Not much research was available on the topic. So, together with colleagues, we set out to discover commonalities and differences of various legal frameworks in order to try and identify the main components of ‘good laws for community forestry’.
We looked into the laws and regulations of various countries in the world. Then we carried out a deep dive analysis of the community forestry legal frameworks of Nepal, the Philippines and Tanzania, where formal community forestry regimes have long been in operation. This included all relevant legal texts regulating forest, land and other natural resources, as well as commercial activities, governance and others. The research resulted in the publication of the report Communities at the heart of forest management: How can the law make a difference? in 2019 by ClientEarth. The report highlights ten key principles that form the basis of an enabling legal framework.
I shared the results of this research during a regional workshop in November 2019 where the representatives of the ASEAN Working Group on Social Forestry (AWG-SF) reflected on how to use legal reforms to improve their community forestry laws. It was very encouraging to see the representatives enthusiastic about the framework we presented, and using it to identify areas that could be improved within their legal and institutional frameworks.
How were the Guiding principles developed?
Following up on this, RECOFTC and ClientEarth continued to collaborate to support the efforts of the Southeast Asian countries to develop new laws on community forestry. No regional guidelines or standards existed on what enabling laws on community forestry could look like. We embarked on a journey in September 2021 to support the AWG-SF to develop these guidelines.
After agreeing on the methodology of work, we conducted a series of technical meetings to review each of the ten principles. It was an enriching process, as AWG-SF representatives presented their own legal frameworks, and shared their successes and challenges in implementation while relating these to the principles. Each principle was then further refined based on the experiences shared and the discussions.
About ten months later, this resulted in a set of guiding principles agreed by all the AWG-SF representatives and ready to be shared. The ASEAN Guiding principles on effective social forestry legal frameworks were then endorsed at the 25th ASEAN Senior Officials on Forestry meeting in July 2022, and at the 44th ASEAN Ministers on Agriculture and Forestry meeting in October.
What are the main takeaways on the process?
Supporting the development of the regional guiding principles was a rewarding experience that enabled a lot of cross-learning. These are my main takeaways on the process:
The leadership and role played by the ASEAN Secretariat, by coordinating with Member States and allowing the space to delve into the technical aspects of social forestry, was invaluable. The excellent working relationship developed between RECOFTC and ASEAN over the years, including through the ASEAN Swiss Partnership on Social Forestry and Climate Change project, also contributed to the success.
The complementarity of expertise brought by various experts, in particular the AWG-SF representatives, made the reflections richly interactive. Some experts have been implementing community forestry initiatives for a decade or more, helping ensure that our work was grounded in deep knowledge and hands-on experience.

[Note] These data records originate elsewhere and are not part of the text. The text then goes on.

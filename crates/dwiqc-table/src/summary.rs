//! Group-level statistics over a QC table

use serde::Serialize;

use crate::record::Cell;
use crate::table::GroupTable;
use crate::SUBJECT_FIELD;

/// Statistics of one numeric column
#[derive(Debug, Clone, PartialEq, Serialize)]
pub struct ColumnSummary {
    pub name: String,
    /// Rows with a numeric value in this column
    pub count: usize,
    pub mean: f64,
    /// Sample standard deviation; `None` below two values
    pub std: Option<f64>,
    pub min: f64,
    pub max: f64,
}

/// Summary of a whole group table
#[derive(Debug, Clone, PartialEq, Serialize)]
pub struct GroupSummary {
    pub rows: usize,
    /// Subjects that occur in more than one row, in first-seen order
    pub repeated_subjects: Vec<String>,
    pub columns: Vec<ColumnSummary>,
}

/// Per-column statistics of every numeric metric.
///
/// Repeated subjects are counted once per row. They are listed in
/// [`GroupSummary::repeated_subjects`] so that callers can decide.
pub fn summarize(table: &GroupTable) -> GroupSummary {
    let mut columns = Vec::new();
    for name in table.columns() {
        if name == SUBJECT_FIELD {
            continue;
        }
        let values: Vec<f64> = table
            .column_values(name)
            .unwrap_or_default()
            .into_iter()
            .filter_map(Cell::as_f64)
            .collect();
        if let Some(summary) = summarize_column(name, &values) {
            columns.push(summary);
        }
    }

    let mut repeated_subjects: Vec<String> = Vec::new();
    for cell in table.column_values(SUBJECT_FIELD).unwrap_or_default() {
        if cell.is_null() {
            continue;
        }
        let subject = cell.render();
        if table.rows_for_subject(&subject).len() > 1 && !repeated_subjects.contains(&subject) {
            repeated_subjects.push(subject);
        }
    }

    GroupSummary {
        rows: table.len(),
        repeated_subjects,
        columns,
    }
}

fn summarize_column(name: &str, values: &[f64]) -> Option<ColumnSummary> {
    if values.is_empty() {
        return None;
    }
    let n = values.len() as f64;
    let mean = values.iter().sum::<f64>() / n;
    let std = (values.len() > 1).then(|| {
        let ss: f64 = values.iter().map(|v| (v - mean).powi(2)).sum();
        (ss / (n - 1.0)).sqrt()
    });
    let min = values.iter().copied().fold(f64::INFINITY, f64::min);
    let max = values.iter().copied().fold(f64::NEG_INFINITY, f64::max);
    Some(ColumnSummary {
        name: name.to_string(),
        count: values.len(),
        mean,
        std,
        min,
        max,
    })
}

impl GroupSummary {
    /// One row per metric, ready for [`crate::fixed_width::render`]
    pub fn to_table(&self) -> GroupTable {
        let columns = ["Metric", "N", "Mean", "Std", "Min", "Max"];
        let mut table = GroupTable::with_columns(columns.iter().map(|c| c.to_string()).collect());
        for c in &self.columns {
            table.push_row(vec![
                Cell::Text(c.name.clone()),
                Cell::Number(c.count as f64),
                Cell::from(c.mean),
                Cell::from(c.std),
                Cell::from(c.min),
                Cell::from(c.max),
            ]);
        }
        table
    }
}
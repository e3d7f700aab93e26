//! Eddy outlier report

use anyhow::{bail, Result};
use dwiqc_table::MetricRecord;
use log::{info, warn};
use ndarray::{Array1, Array2, ArrayD};

use crate::config::OutlierInputs;
use crate::figure::{Figure, Panel};
use crate::matrix::{load_matrix, load_vector, require_shape};
use crate::report::Report;
use crate::stats::{column, column_stds, mean};
use crate::volume::{load_volume_nd, masked_volume_mean_squares};

/// b-values above this count as diffusion weighted
pub const DIFFUSION_WEIGHTED_B: f64 = 100.0;

#[derive(Debug, Clone)]
pub struct OutlierData {
    /// `nvols × nslices`, non-zero where a slice was replaced
    pub outlier_map: Array2<f64>,
    pub outlier_stdev_map: Array2<f64>,
    pub params: Array2<f64>,
    pub bvals: Array1<f64>,
    pub mask: ArrayD<f64>,
    /// First row: b0 SNR mean and std
    pub cnr_eddy: Option<Array2<f64>>,
    pub eddy_residuals: Option<ArrayD<f64>>,
}

impl OutlierData {
    pub fn load(inputs: &OutlierInputs) -> Result<Self> {
        info!("Loading files...");
        let data = Self {
            outlier_map: load_matrix(&inputs.outlier_map, 1)?,
            outlier_stdev_map: load_matrix(&inputs.outlier_stdev_map, 1)?,
            params: load_matrix(&inputs.params, 0)?,
            bvals: load_vector(&inputs.bvals)?,
            mask: load_volume_nd(&inputs.mask, 3)?,
            cnr_eddy: inputs.cnr_eddy.as_deref().map(|p| load_matrix(p, 0)).transpose()?,
            eddy_residuals: inputs
                .eddy_residuals
                .as_deref()
                .map(|p| load_volume_nd(p, 4))
                .transpose()?,
        };
        require_shape(&data.params, 1, 9, "eddy parameters")?;
        if data.outlier_map.dim() != data.outlier_stdev_map.dim() {
            warn!(
                "outlier map is {:?} but the n-stdev map is {:?}",
                data.outlier_map.dim(),
                data.outlier_stdev_map.dim()
            );
        }
        Ok(data)
    }
}

/// Percentage of diffusion-weighted slices flagged as outliers
pub fn total_outliers(outlier_map: &Array2<f64>, bvals: &Array1<f64>) -> Result<f64> {
    let weighted = bvals.iter().filter(|&&b| b > DIFFUSION_WEIGHTED_B).count();
    if weighted == 0 {
        bail!("no diffusion-weighted volumes (b > {DIFFUSION_WEIGHTED_B}) in the b-values");
    }
    let nonzero = outlier_map.iter().filter(|&&v| v != 0.0).count();
    Ok(100.0 * nonzero as f64 / (weighted * outlier_map.ncols()) as f64)
}

/// Mean squared residual per volume inside the brain mask
pub fn residuals_per_volume(residuals: &ArrayD<f64>, mask: &ArrayD<f64>) -> Result<Vec<f64>> {
    masked_volume_mean_squares(residuals, mask)
}

pub fn outlier_record(data: &OutlierData, subject: &str) -> Result<MetricRecord> {
    let ec_std = column_stds(&data.params, 6..9);
    let mut record = MetricRecord::for_subject(subject)?;
    record
        .insert("EC_LinearTerm(x)(std)", ec_std[0])?
        .insert("EC_LinearTerm(y)(std)", ec_std[1])?
        .insert("EC_LinearTerm(z)(std)", ec_std[2])?
        .insert("Total_Outliers", total_outliers(&data.outlier_map, &data.bvals)?)?;

    if let Some(cnr) = &data.cnr_eddy {
        record.insert("Average_SNR(b<100)", cnr[[0, 0]])?;
    }
    if let Some(res) = &data.eddy_residuals {
        let per_volume = residuals_per_volume(res, &data.mask)?;
        record.insert("Mean_Eddy_Residuals", mean(&per_volume).abs())?;
    }
    Ok(record)
}

pub fn outlier_figure(data: &OutlierData, subject: &str) -> Result<Figure> {
    let mut figure = Figure::for_subject("Outlier", subject);
    let nslices = data.outlier_map.ncols() as f64;

    let per_volume: Vec<f64> = data
        .outlier_map
        .rows()
        .into_iter()
        .map(|r| 100.0 * r.iter().filter(|&&v| v != 0.0).count() as f64 / nslices)
        .collect();
    figure.push(
        Panel::new("% Outliers per volume", "DWI Volume", "% outliers").with_series("outliers", per_volume),
    );

    let max_stdev: Vec<f64> = data
        .outlier_stdev_map
        .rows()
        .into_iter()
        .map(|r| r.iter().fold(0.0_f64, |acc, v| acc.max(v.abs())))
        .collect();
    figure.push(
        Panel::new("Outliers (max std off the mean slice diff)", "DWI Volume", "No. std.")
            .with_series("max |n-stdev|", max_stdev),
    );

    figure.push(
        Panel::new("Eddy current linear terms", "DWI Volume", "Hz/mm")
            .with_xyz(column(&data.params, 6), column(&data.params, 7), column(&data.params, 8)),
    );

    if let Some(res) = &data.eddy_residuals {
        figure.push(
            Panel::new("Eddy residuals", "DWI Volume", "Mean squared residual")
                .with_series("brain", residuals_per_volume(res, &data.mask)?),
        );
    }
    Ok(figure)
}

/// Compute the outlier metrics and figure for one subject.
pub fn build_report(data: &OutlierData, subject: &str) -> Result<Report> {
    let record = outlier_record(data, subject)?;
    let figure = outlier_figure(data, subject)?;
    Ok(Report { record, figure })
}
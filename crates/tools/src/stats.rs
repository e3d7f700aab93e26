//! Reductions used by the reports. Empty input yields NaN.

use ndarray::Array2;

pub fn mean(values: &[f64]) -> f64 {
    if values.is_empty() {
        return f64::NAN;
    }
    values.iter().sum::<f64>() / values.len() as f64
}

/// Population standard deviation (ddof = 0)
pub fn std(values: &[f64]) -> f64 {
    sum_sq_dev(values).map_or(f64::NAN, |(ss, n)| (ss / n as f64).sqrt())
}

/// Sample variance (ddof = 1); NaN below two values
pub fn variance(values: &[f64]) -> f64 {
    match sum_sq_dev(values) {
        Some((ss, n)) if n > 1 => ss / (n - 1) as f64,
        _ => f64::NAN,
    }
}

fn sum_sq_dev(values: &[f64]) -> Option<(f64, usize)> {
    if values.is_empty() {
        return None;
    }
    let m = mean(values);
    Some((values.iter().map(|v| (v - m).powi(2)).sum(), values.len()))
}

/// Column `j` of `m` as an owned vector
pub fn column(m: &Array2<f64>, j: usize) -> Vec<f64> {
    m.column(j).to_vec()
}

pub fn column_means(m: &Array2<f64>, cols: std::ops::Range<usize>) -> Vec<f64> {
    cols.map(|j| mean(&column(m, j))).collect()
}

pub fn column_stds(m: &Array2<f64>, cols: std::ops::Range<usize>) -> Vec<f64> {
    cols.map(|j| std(&column(m, j))).collect()
}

Supporting the development of regional standards takes time. Being able to use, test, and refine an existing well-designed framework sped up the process. The work carried out and presented by ClientEarth, including visual aids/diagrams, was a further support.
The process was developed to be participatory, ensuring buy-in of the final product, as well as alignment between the guiding principles and the current targets and initiatives in the region.
What is next?
We have started to disseminate the Guiding principles, including through a launch event on 26 January 2023. Next, we are looking to organize national-level dissemination events or sessions for policymakers, civil society organizations, and other key stakeholders to increase awareness and further explore how the principles can be used.
Depending on countries’ interests and contexts, the principles may be used to assess, develop or improve community forestry laws and programmes. For example, RECOFTC has used the principles to carry out an assessment of the 2019 Thailand Community Forestry Act. The principles can also be used when planning public consultations with stakeholders. More broadly, they can contribute to countries reaching their climate, biodiversity and poverty-related targets.
RECOFTC is exploring the use of the ASEAN guiding principles in ongoing initiatives in Viet Nam and other countries. Effective use will require technical and financial support from stakeholders and partners, and strong collaboration. We are looking forward to hearing about initiatives that may support this work at global, national and local levels.